Alternator output can be tested with a voltmeter, ammeter or special test equipment. Noisy shaft bearings may also require alternator replacement. Alternators often fail because of excessive heat and electrical overloads. The higher electrical loads that are common in many vehicles today can tax many OEM alternators to the limit, especially those that are equipped with high-output aftermarket audio systems, auxiliary lighting and other electrical accessories that increase the amp load on the charging system.

Replacement alternators should always have the same or higher amp rating as the original. Some of these premium-priced units have twice the output of a stock alternator and can greatly extend alternator life in demanding applications. Most are bolt-on replacements for the stock alternator, but heavier gauge cables are also required to handle the higher output.

Starters are replaced less often than alternators because they are only used to start the engine. Fuel-injected engines usually require little cranking to start, so the starter doesn’t have to work very hard, except during cold weather when the oil in the engine thickens and makes it harder to crank. Prolonged cranking is what kills many starters because heavy cranking causes the starter to overheat.

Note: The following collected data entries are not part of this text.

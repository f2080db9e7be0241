use crate::db;
use crate::models::{UsageAction, UsageCounter};
use chrono::{NaiveDate, Utc};
use sqlx::PgPool;
use std::collections::HashMap;
use std::sync::Mutex;
use uuid::Uuid;

#[derive(Debug, thiserror::Error)]
pub enum StoreError {
    #[error("usage counter not found")]
    NotFound,
    #[error("usage store failure: {0}")]
    Database(String),
}

/// Persistence boundary for weekly usage counters. Same seam as the
/// external-service connectors: trait object injected into handlers,
/// swappable for an in-memory table in tests.
#[async_trait::async_trait]
pub trait UsageStore: Send + Sync {
    /// Zero-or-one counter for the key triple
    async fn find(
        &self,
        user_id: &str,
        section: &str,
        week_start: NaiveDate,
    ) -> Result<Option<UsageCounter>, StoreError>;

    /// Atomic get-or-insert; concurrent callers converge on one row
    async fn fetch_or_create(
        &self,
        user_id: &str,
        section: &str,
        week_start: NaiveDate,
    ) -> Result<UsageCounter, StoreError>;

    /// Monotonic increment for the action's counter field(s). NotFound when
    /// no row carries this identity.
    async fn apply(&self, id: Uuid, action: UsageAction) -> Result<UsageCounter, StoreError>;
}

/// Postgres-backed store used by the running service
pub struct PgUsageStore {
    pool: PgPool,
}

impl PgUsageStore {
    pub fn new(pool: PgPool) -> Self {
        Self { pool }
    }
}

#[async_trait::async_trait]
impl UsageStore for PgUsageStore {
    async fn find(
        &self,
        user_id: &str,
        section: &str,
        week_start: NaiveDate,
    ) -> Result<Option<UsageCounter>, StoreError> {
        db::usage::fetch(&self.pool, user_id, section, week_start)
            .await
            .map_err(StoreError::Database)
    }

    async fn fetch_or_create(
        &self,
        user_id: &str,
        section: &str,
        week_start: NaiveDate,
    ) -> Result<UsageCounter, StoreError> {
        db::usage::fetch_or_create(&self.pool, user_id, section, week_start)
            .await
            .map_err(StoreError::Database)
    }

    async fn apply(&self, id: Uuid, action: UsageAction) -> Result<UsageCounter, StoreError> {
        db::usage::increment(&self.pool, id, action)
            .await
            .map_err(StoreError::Database)?
            .ok_or(StoreError::NotFound)
    }
}

/// In-memory store, one table behind a mutex. Backs tests and local runs
/// without Postgres; mirrors the mock-connector pattern.
#[derive(Default)]
pub struct MemoryUsageStore {
    counters: Mutex<HashMap<(String, String, NaiveDate), UsageCounter>>,
}

impl MemoryUsageStore {
    pub fn new() -> Self {
        Self::default()
    }

    fn table(
        &self,
    ) -> Result<std::sync::MutexGuard<'_, HashMap<(String, String, NaiveDate), UsageCounter>>, StoreError>
    {
        self.counters
            .lock()
            .map_err(|_| StoreError::Database("usage counter table poisoned".to_string()))
    }
}

#[async_trait::async_trait]
impl UsageStore for MemoryUsageStore {
    async fn find(
        &self,
        user_id: &str,
        section: &str,
        week_start: NaiveDate,
    ) -> Result<Option<UsageCounter>, StoreError> {
        let counters = self.table()?;
        Ok(counters
            .get(&(user_id.to_string(), section.to_string(), week_start))
            .cloned())
    }

    async fn fetch_or_create(
        &self,
        user_id: &str,
        section: &str,
        week_start: NaiveDate,
    ) -> Result<UsageCounter, StoreError> {
        let mut counters = self.table()?;
        let key = (user_id.to_string(), section.to_string(), week_start);
        if let Some(existing) = counters.get(&key) {
            return Ok(existing.clone());
        }

        // seed the lifetime case field from this user+section's prior weeks
        let carried_total = counters
            .values()
            .filter(|c| c.user_id == user_id && c.section == section)
            .map(|c| c.cases_opened_total)
            .max()
            .unwrap_or(0);

        let mut counter = UsageCounter::fresh(user_id, section, week_start);
        counter.cases_opened_total = carried_total;
        counters.insert(key, counter.clone());
        Ok(counter)
    }

    async fn apply(&self, id: Uuid, action: UsageAction) -> Result<UsageCounter, StoreError> {
        let mut counters = self.table()?;
        let counter = counters
            .values_mut()
            .find(|c| c.id == id)
            .ok_or(StoreError::NotFound)?;

        match action {
            UsageAction::Speech => counter.speech_count += 1,
            UsageAction::CaseOpen => {
                counter.cases_opened_week += 1;
                counter.cases_opened_total += 1;
            }
            UsageAction::Anamnese => counter.anamnese_sessions += 1,
            UsageAction::Aufklaerung => counter.aufklaerung_sessions += 1,
        }
        counter.updated_at = Utc::now();
        Ok(counter.clone())
    }
}
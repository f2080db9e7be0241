//! External Service Connectors
//!
//! Adapters for everything fsprep talks to over the network. All external
//! integrations go through a connector trait so routes never depend on an
//! HTTP implementation and tests can swap in a mock.
//!
//! Pattern per service: trait in `connector.rs`, reqwest client in
//! `client.rs`, enable/disable gate in `config.rs`, mock fallback in
//! `mock.rs`.

pub mod auth_service;
pub mod config;
pub mod errors;

pub use auth_service::{
    extract_bearer_token, AuthServiceClient, AuthServiceConnector, MockAuthServiceConnector,
    UserProfile,
};
pub use config::{AuthServiceConfig, ConnectorConfig};
pub use errors::ConnectorError;

// Re-export init functions for convenient access
pub use auth_service::init as init_auth_service;
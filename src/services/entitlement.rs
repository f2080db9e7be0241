//! Subscription entitlement evaluation: weekly usage windows, effective
//! tier resolution and the allow/deny decision for quota-limited actions.
//!
//! A check always precedes its increment and establishes the week's
//! counter row; the increment only touches a row that already exists.

use crate::models::{AccountType, PlanLimits, UnknownAccountType, UsageAction, UsageCounter, User};
use crate::services::usage_store::{StoreError, UsageStore};
use chrono::{Datelike, Duration, NaiveDate};
use std::fmt;

/// Monday of the week `today` falls in. Monday is the week start
/// regardless of locale; Sunday maps back six days.
pub fn week_start(today: NaiveDate) -> NaiveDate {
    let days_from_monday = today.weekday().num_days_from_monday() as i64;
    today - Duration::days(days_from_monday)
}

/// Tier the user is actually entitled to right now. Absent user, expired
/// plan and unset account type all resolve to `Free`; a plan without an
/// expiry never expires. An unrecognised account type is an error, never
/// a silent downgrade or upgrade.
pub fn effective_tier(
    user: Option<&User>,
    today: NaiveDate,
) -> Result<AccountType, UnknownAccountType> {
    let Some(user) = user else {
        return Ok(AccountType::Free);
    };

    if let Some(expiry) = user.plan_expiry {
        if expiry < today {
            return Ok(AccountType::Free);
        }
    }

    match user.account_type.as_deref() {
        None => Ok(AccountType::Free),
        Some(raw) => raw.parse(),
    }
}

/// Machine-checkable denial reasons; `code()` is stable for clients,
/// `Display` is the user-facing text.
#[derive(Debug, Clone, Copy, PartialEq, Eq)]
pub enum DenyReason {
    NoSession,
    SpeechLimit,
    CaseLimit,
    AnamneseLimit,
    AufklaerungLimit,
    CheckFailed,
}

impl DenyReason {
    pub fn code(&self) -> &'static str {
        match self {
            DenyReason::NoSession => "no_session",
            DenyReason::SpeechLimit => "weekly_speech_limit_reached",
            DenyReason::CaseLimit => "case_limit_reached",
            DenyReason::AnamneseLimit => "anamnese_limit_reached",
            DenyReason::AufklaerungLimit => "aufklaerung_limit_reached",
            DenyReason::CheckFailed => "usage_check_failed",
        }
    }

    pub fn http_code(&self) -> u32 {
        match self {
            DenyReason::NoSession => 401,
            DenyReason::CheckFailed => 500,
            _ => 403,
        }
    }
}

impl fmt::Display for DenyReason {
    fn fmt(&self, f: &mut fmt::Formatter<'_>) -> fmt::Result {
        let text = match self {
            DenyReason::NoSession => "no active session",
            DenyReason::SpeechLimit => "weekly speech limit reached",
            DenyReason::CaseLimit => "case limit reached",
            DenyReason::AnamneseLimit => "anamnese session limit reached",
            DenyReason::AufklaerungLimit => "aufklaerung session limit reached",
            DenyReason::CheckFailed => "usage check failed",
        };
        write!(f, "{}", text)
    }
}

#[derive(Debug)]
pub struct UsageDecision {
    pub allowed: bool,
    pub reason: Option<DenyReason>,
    pub counter: Option<UsageCounter>,
}

impl UsageDecision {
    fn allow(counter: UsageCounter) -> Self {
        UsageDecision {
            allowed: true,
            reason: None,
            counter: Some(counter),
        }
    }

    fn deny(reason: DenyReason, counter: Option<UsageCounter>) -> Self {
        UsageDecision {
            allowed: false,
            reason: Some(reason),
            counter,
        }
    }
}

/// Decide whether the user may perform `action` in `section` this week.
/// Establishes the week's counter row as a side effect (atomic upsert at
/// the store). Denies conservatively on every failure; a store error is
/// never an allow.
pub async fn check_usage(
    store: &dyn UsageStore,
    user: Option<&User>,
    section: &str,
    action: UsageAction,
    today: NaiveDate,
) -> UsageDecision {
    let Some(user) = user else {
        return UsageDecision::deny(DenyReason::NoSession, None);
    };

    let tier = match effective_tier(Some(user), today) {
        Ok(tier) => tier,
        Err(err) => {
            tracing::error!("Account type of user {} is invalid: {}", user.id, err);
            return UsageDecision::deny(DenyReason::CheckFailed, None);
        }
    };
    let limits = PlanLimits::for_tier(tier);

    let counter = match store
        .fetch_or_create(&user.id, section, week_start(today))
        .await
    {
        Ok(counter) => counter,
        Err(err) => {
            tracing::error!(
                "Usage counter lookup failed for user {} in {}: {}",
                user.id,
                section,
                err
            );
            return UsageDecision::deny(DenyReason::CheckFailed, None);
        }
    };

    if tier.is_paid() {
        return UsageDecision::allow(counter);
    }

    let over = |count: i64, limit: Option<i64>| limit.map_or(false, |l| count >= l);
    let reason = match action {
        UsageAction::Speech if over(counter.speech_count, limits.weekly_speech_per_section) => {
            Some(DenyReason::SpeechLimit)
        }
        UsageAction::CaseOpen if over(counter.cases_opened_total, limits.cases_per_system) => {
            Some(DenyReason::CaseLimit)
        }
        UsageAction::Anamnese
            if over(counter.anamnese_sessions, limits.anamnese_sessions_per_week) =>
        {
            Some(DenyReason::AnamneseLimit)
        }
        UsageAction::Aufklaerung
            if over(
                counter.aufklaerung_sessions,
                limits.aufklaerung_sessions_per_week,
            ) =>
        {
            Some(DenyReason::AufklaerungLimit)
        }
        _ => None,
    };

    match reason {
        Some(reason) => UsageDecision::deny(reason, Some(counter)),
        None => UsageDecision::allow(counter),
    }
}

#[derive(Debug, thiserror::Error)]
pub enum RecordError {
    /// No counter row exists for the current week; the increment is a
    /// no-op because a check is expected to have created the row
    #[error("no usage counter exists for the current week")]
    NoCounter,
    #[error(transparent)]
    Store(StoreError),
}

/// Record a performed action against the current week's counter.
/// Monotonic: fields only grow within their window.
pub async fn record_usage(
    store: &dyn UsageStore,
    user: &User,
    section: &str,
    action: UsageAction,
    today: NaiveDate,
) -> Result<UsageCounter, RecordError> {
    let counter = store
        .find(&user.id, section, week_start(today))
        .await
        .map_err(RecordError::Store)?
        .ok_or(RecordError::NoCounter)?;

    store.apply(counter.id, action).await.map_err(|err| {
        tracing::error!(
            "Failed to increment usage for user {} in {}: {}",
            user.id,
            section,
            err
        );
        match err {
            StoreError::NotFound => RecordError::NoCounter,
            other => RecordError::Store(other),
        }
    })
}

#[cfg(test)]
mod tests;
use chrono::{DateTime, NaiveDate, Utc};
use serde::{Deserialize, Serialize};
use uuid::Uuid;

/// Quota-relevant actions a logged-in user can take inside a section
#[derive(Debug, Clone, Copy, PartialEq, Eq, Serialize, Deserialize)]
#[serde(rename_all = "snake_case")]
pub enum UsageAction {
    /// Pronunciation / speaking attempt
    Speech,
    /// Opening a patient case
    CaseOpen,
    /// Anamnesegespräch practice session
    Anamnese,
    /// Aufklärungsgespräch (patient disclosure) practice session
    Aufklaerung,
}

impl UsageAction {
    pub fn as_str(&self) -> &'static str {
        match self {
            UsageAction::Speech => "speech",
            UsageAction::CaseOpen => "case_open",
            UsageAction::Anamnese => "anamnese",
            UsageAction::Aufklaerung => "aufklaerung",
        }
    }
}

/// One row per (user, section, week). Created lazily by the first check in
/// a given week; rows from earlier weeks stay around untouched.
#[derive(Debug, Clone, Serialize, Deserialize, sqlx::FromRow)]
pub struct UsageCounter {
    pub id: Uuid,
    pub user_id: String,
    pub section: String,
    /// Monday of the week this row covers
    pub week_start: NaiveDate,
    pub speech_count: i64,
    pub cases_opened_week: i64,
    /// Lifetime cases for this user+section, carried across week rows
    pub cases_opened_total: i64,
    pub anamnese_sessions: i64,
    pub aufklaerung_sessions: i64,
    pub created_at: DateTime<Utc>,
    pub updated_at: DateTime<Utc>,
}

impl UsageCounter {
    pub fn fresh(user_id: &str, section: &str, week_start: NaiveDate) -> Self {
        let now = Utc::now();
        UsageCounter {
            id: Uuid::new_v4(),
            user_id: user_id.to_string(),
            section: section.to_string(),
            week_start,
            speech_count: 0,
            cases_opened_week: 0,
            cases_opened_total: 0,
            anamnese_sessions: 0,
            aufklaerung_sessions: 0,
            created_at: now,
            updated_at: now,
        }
    }
}
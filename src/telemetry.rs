use tracing::subscriber::set_global_default;
use tracing::Subscriber;
use tracing_bunyan_formatter::{BunyanFormattingLayer, JsonStorageLayer};
use tracing_log::LogTracer;
use tracing_subscriber::{layer::SubscriberExt, EnvFilter, Registry};

pub fn get_subscriber(name: String, env_filter: String) -> impl Subscriber + Send + Sync {
    let env_filter =
        EnvFilter::try_from_default_env().unwrap_or_else(|_| EnvFilter::new(env_filter));
    // bunyan-formatted spans on stdout
    let formatting_layer = BunyanFormattingLayer::new(name, std::io::stdout);

    Registry::default()
        .with(env_filter)
        .with(JsonStorageLayer)
        .with(formatting_layer)
}

pub fn init_subscriber(subscriber: impl Subscriber + Send + Sync) {
    // redirect all log events to the tracing subscriber
    LogTracer::init().expect("Failed to set logger.");

    set_global_default(subscriber).expect("Failed to set subscriber.");
}
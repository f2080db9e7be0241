use crate::helpers::JsonResponse;
use crate::models::plan::{PlanDefinition, PLAN_CATALOGUE};
use actix_web::{get, web, Responder, Result};

/// Public plan catalogue; the checkout page renders from this
#[tracing::instrument(name = "List subscription plans.")]
#[get("")]
pub async fn list_handler() -> Result<impl Responder> {
    let plans: Vec<PlanDefinition> = PLAN_CATALOGUE.clone();
    Ok(web::Json(JsonResponse::ok_list(plans)))
}
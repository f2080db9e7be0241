use actix_web::web;
use std::sync::Arc;

use crate::connectors::auth_service::{mock, AuthServiceClient, AuthServiceConnector};
use crate::connectors::config::ConnectorConfig;

/// Initialize the Auth Service connector with config from Settings.
///
/// Returns the configured connector wrapped in web::Data for injection
/// into the Actix app. A disabled connector falls back to the mock, the
/// same backend the browser client develops against.
pub fn init(connector_config: &ConnectorConfig) -> web::Data<Arc<dyn AuthServiceConnector>> {
    let connector: Arc<dyn AuthServiceConnector> = if let Some(auth_config) = connector_config
        .auth_service
        .as_ref()
        .filter(|c| c.enabled)
    {
        tracing::info!("Initializing Auth Service connector: {}", auth_config.base_url);
        Arc::new(AuthServiceClient::new(auth_config.clone()))
    } else {
        tracing::warn!("Auth Service connector disabled - using mock");
        Arc::new(mock::MockAuthServiceConnector)
    };

    web::Data::new(connector)
}
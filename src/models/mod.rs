pub mod plan;
pub mod usage;
pub mod user;

pub use plan::*;
pub use usage::*;
pub use user::*;
use crate::connectors::ConnectorConfig;

#[derive(Debug, Clone, serde::Deserialize)]
pub struct Settings {
    pub database: DatabaseSettings,
    pub app_port: u16,
    pub app_host: String,
    #[serde(default)]
    pub connectors: ConnectorConfig,
}

#[derive(Debug, Clone, serde::Deserialize)]
pub struct DatabaseSettings {
    pub username: String,
    pub password: String,
    pub host: String,
    pub port: u16,
    pub database_name: String,
}

impl DatabaseSettings {
    // Connection string: postgresql://<username>:<password>@<host>:<port>/<database_name>
    pub fn connection_string(&self) -> String {
        format!(
            "postgresql://{}:{}@{}:{}/{}",
            self.username, self.password, self.host, self.port, self.database_name,
        )
    }

    pub fn connection_string_without_db(&self) -> String {
        format!(
            "postgresql://{}:{}@{}:{}",
            self.username, self.password, self.host, self.port,
        )
    }
}

pub fn get_configuration() -> Result<Settings, config::ConfigError> {
    // Load environment variables from .env file
    dotenvy::dotenv().ok();

    let mut settings = config::Config::default();

    // Configuration values from a file named `configuration`
    // with a .json, .toml, .yaml or .yml extension
    settings.merge(config::File::with_name("configuration"))?;

    settings.try_deserialize()
}
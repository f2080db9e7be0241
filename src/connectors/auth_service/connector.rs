use super::types::UserProfile;
use crate::connectors::errors::ConnectorError;

/// Trait for Auth Service integration.
/// Allows mocking in tests and swapping implementations.
#[async_trait::async_trait]
pub trait AuthServiceConnector: Send + Sync {
    /// Fetch the profile behind a bearer token.
    /// Calls GET /api/me; the profile carries account type and plan expiry.
    async fn get_user_profile(&self, bearer_token: &str) -> Result<UserProfile, ConnectorError>;
}
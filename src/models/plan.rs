use serde::{Deserialize, Serialize};
use std::fmt;
use std::str::FromStr;

/// Subscription tiers sold through checkout. Closed set: anything else
/// coming back from the Auth Service is a data error, not a new tier.
#[derive(Debug, Clone, Copy, PartialEq, Eq, Hash, Serialize, Deserialize)]
pub enum AccountType {
    #[serde(rename = "free")]
    Free,
    #[serde(rename = "paid_1m")]
    Paid1m,
    #[serde(rename = "paid_3m")]
    Paid3m,
}

impl AccountType {
    pub fn is_paid(&self) -> bool {
        !matches!(self, AccountType::Free)
    }

    pub fn as_str(&self) -> &'static str {
        match self {
            AccountType::Free => "free",
            AccountType::Paid1m => "paid_1m",
            AccountType::Paid3m => "paid_3m",
        }
    }
}

impl fmt::Display for AccountType {
    fn fmt(&self, f: &mut fmt::Formatter<'_>) -> fmt::Result {
        write!(f, "{}", self.as_str())
    }
}

#[derive(Debug, Clone, thiserror::Error)]
#[error("unrecognised account type '{0}'")]
pub struct UnknownAccountType(pub String);

impl FromStr for AccountType {
    type Err = UnknownAccountType;

    fn from_str(raw: &str) -> Result<Self, Self::Err> {
        match raw {
            "free" => Ok(AccountType::Free),
            "paid_1m" => Ok(AccountType::Paid1m),
            "paid_3m" => Ok(AccountType::Paid3m),
            other => Err(UnknownAccountType(other.to_string())),
        }
    }
}

/// Per-tier allowances. `None` means unlimited.
#[derive(Debug, Clone, Serialize)]
pub struct PlanLimits {
    /// Speech attempts per exam section per week
    pub weekly_speech_per_section: Option<i64>,
    /// Patient cases per organ system, lifetime
    pub cases_per_system: Option<i64>,
    pub anamnese_sessions_per_week: Option<i64>,
    pub aufklaerung_sessions_per_week: Option<i64>,
    pub exam_simulation: bool,
    pub audio_playback: bool,
    pub xp_cap: Option<i64>,
}

const FREE_LIMITS: PlanLimits = PlanLimits {
    weekly_speech_per_section: Some(3),
    cases_per_system: Some(5),
    anamnese_sessions_per_week: Some(1),
    aufklaerung_sessions_per_week: Some(1),
    exam_simulation: false,
    audio_playback: true,
    xp_cap: Some(500),
};

const PAID_LIMITS: PlanLimits = PlanLimits {
    weekly_speech_per_section: None,
    cases_per_system: None,
    anamnese_sessions_per_week: None,
    aufklaerung_sessions_per_week: None,
    exam_simulation: true,
    audio_playback: true,
    xp_cap: None,
};

impl PlanLimits {
    /// Limits table lookup; exhaustive over the closed tier set.
    pub fn for_tier(tier: AccountType) -> &'static PlanLimits {
        match tier {
            AccountType::Free => &FREE_LIMITS,
            AccountType::Paid1m | AccountType::Paid3m => &PAID_LIMITS,
        }
    }
}

/// Catalogue entry for the public `/plans` listing
#[derive(Debug, Clone, Serialize)]
pub struct PlanDefinition {
    pub code: AccountType,
    pub name: &'static str,
    pub period_months: Option<u32>,
    pub limits: PlanLimits,
}

lazy_static::lazy_static! {
    pub static ref PLAN_CATALOGUE: Vec<PlanDefinition> = vec![
        PlanDefinition {
            code: AccountType::Free,
            name: "Free",
            period_months: None,
            limits: FREE_LIMITS.clone(),
        },
        PlanDefinition {
            code: AccountType::Paid1m,
            name: "FSP Intensiv (1 Monat)",
            period_months: Some(1),
            limits: PAID_LIMITS.clone(),
        },
        PlanDefinition {
            code: AccountType::Paid3m,
            name: "FSP Intensiv (3 Monate)",
            period_months: Some(3),
            limits: PAID_LIMITS.clone(),
        },
    ];
}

The starter is mounted on the engine or transmission bellhousing and engages teeth on the flywheel to crank the engine. A one-way, over-running clutch is used to protect most starters against damage should the starter remain engaged after the engine starts.

There are several different types: direct-drive starter motors, gear-reduction starter motors and permanent-magnet starter motors (reduced-size starters with permanent magnets inside instead of wire coils). It’s important to handle permanent-magnet starters with care because banging them on the counter or floor may break the magnets inside.

Because of the high load on the starter, good electrical connections are extremely important. Loose, corroded or undersized battery cables may not deliver enough amperage to crank the engine at normal speed, causing hard starting. Starter drives (which can be replaced separately on many starters) can also fail, preventing the motor from engaging the flywheel. A bad solenoid or relay will prevent the starter motor from cranking at all. Accurate diagnosis of a starter problem is important to prevent unnecessary parts replacements and returns.

OTHER ELECTRICAL

Battery cables should be replaced if loose, damaged or too small for the application. Engine ground straps are equally important and are an often-overlooked cause of charging and starting problems.
Fuses protect against electrical overloads and are designed to blow if there’s too much current in a circuit. Overloads should not normally occur, so if a fuse has failed, there may be a short in the circuit. Replacement fuses must have the same amp rating as the originals. Relays are switching devices used to route power to other components such as the fuel pump, ABS system, lights and so on. Relays may be located in the engine compartment or almost anywhere in the vehicle (locating a particular relay often requires referring to the vehicle’s wiring diagram).

Lamps and bulbs for interior and exterior illumination come in various sizes and styles. Replacement lamps and bulbs must have the same mounting and electrical connections as the original (compare the old and new bulbs or refer to an application chart), but headlamps can often be upgraded for more light output with higher output bulbs.